--- DATA EXTRACTS Enclosed Below ---
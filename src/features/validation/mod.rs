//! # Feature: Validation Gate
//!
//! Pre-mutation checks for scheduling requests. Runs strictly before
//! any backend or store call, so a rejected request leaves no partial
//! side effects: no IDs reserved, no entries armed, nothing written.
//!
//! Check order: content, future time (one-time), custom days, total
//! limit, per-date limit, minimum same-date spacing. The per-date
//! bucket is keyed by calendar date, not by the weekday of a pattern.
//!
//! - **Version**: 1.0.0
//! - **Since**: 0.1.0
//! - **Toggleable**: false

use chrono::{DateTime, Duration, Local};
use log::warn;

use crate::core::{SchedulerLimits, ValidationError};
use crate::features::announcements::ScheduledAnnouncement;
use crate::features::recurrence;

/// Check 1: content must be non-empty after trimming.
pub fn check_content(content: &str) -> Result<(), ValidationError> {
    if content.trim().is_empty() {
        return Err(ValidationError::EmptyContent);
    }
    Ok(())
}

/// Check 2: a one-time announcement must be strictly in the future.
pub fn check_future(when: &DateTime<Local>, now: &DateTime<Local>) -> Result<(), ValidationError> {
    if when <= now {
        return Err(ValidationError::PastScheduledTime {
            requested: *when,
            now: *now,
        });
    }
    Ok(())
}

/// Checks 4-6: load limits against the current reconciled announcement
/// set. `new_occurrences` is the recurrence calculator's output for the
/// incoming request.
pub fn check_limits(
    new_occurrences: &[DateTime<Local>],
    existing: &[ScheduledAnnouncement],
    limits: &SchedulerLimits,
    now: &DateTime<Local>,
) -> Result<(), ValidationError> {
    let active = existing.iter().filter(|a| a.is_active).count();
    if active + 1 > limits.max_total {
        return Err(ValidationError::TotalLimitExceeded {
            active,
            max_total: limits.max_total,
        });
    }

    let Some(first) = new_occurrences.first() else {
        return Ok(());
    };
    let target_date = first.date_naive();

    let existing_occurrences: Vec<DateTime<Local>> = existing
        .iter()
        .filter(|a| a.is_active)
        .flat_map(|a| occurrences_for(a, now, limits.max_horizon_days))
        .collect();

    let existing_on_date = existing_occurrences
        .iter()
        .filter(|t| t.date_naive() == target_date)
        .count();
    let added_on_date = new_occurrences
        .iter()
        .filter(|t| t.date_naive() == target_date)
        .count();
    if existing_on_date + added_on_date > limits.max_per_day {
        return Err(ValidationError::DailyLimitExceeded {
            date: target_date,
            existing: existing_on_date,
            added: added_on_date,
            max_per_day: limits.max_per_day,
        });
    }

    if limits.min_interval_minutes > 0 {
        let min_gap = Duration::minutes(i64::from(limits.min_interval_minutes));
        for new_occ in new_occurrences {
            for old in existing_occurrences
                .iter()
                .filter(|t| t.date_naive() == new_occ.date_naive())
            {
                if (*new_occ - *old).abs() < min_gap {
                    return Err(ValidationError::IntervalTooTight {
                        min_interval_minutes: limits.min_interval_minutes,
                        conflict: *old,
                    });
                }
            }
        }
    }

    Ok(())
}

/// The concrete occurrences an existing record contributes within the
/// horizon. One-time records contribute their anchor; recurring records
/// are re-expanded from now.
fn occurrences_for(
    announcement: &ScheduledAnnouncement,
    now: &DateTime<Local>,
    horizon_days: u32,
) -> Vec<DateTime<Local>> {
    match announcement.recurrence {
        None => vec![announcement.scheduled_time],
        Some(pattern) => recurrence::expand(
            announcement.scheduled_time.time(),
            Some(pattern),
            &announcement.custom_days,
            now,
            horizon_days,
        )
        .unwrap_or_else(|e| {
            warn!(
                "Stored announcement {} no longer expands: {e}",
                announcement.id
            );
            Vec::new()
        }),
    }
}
--- End of Enclosed DATA EXTRACTS ---
WORK INSTRUCTION: The answer must be every line of the records that contains the word "from".

WRITTEN ANSWER:
        let min_gap = Duration::minutes(i64::from(limits.min_interval_minutes));
/// are re-expanded from now.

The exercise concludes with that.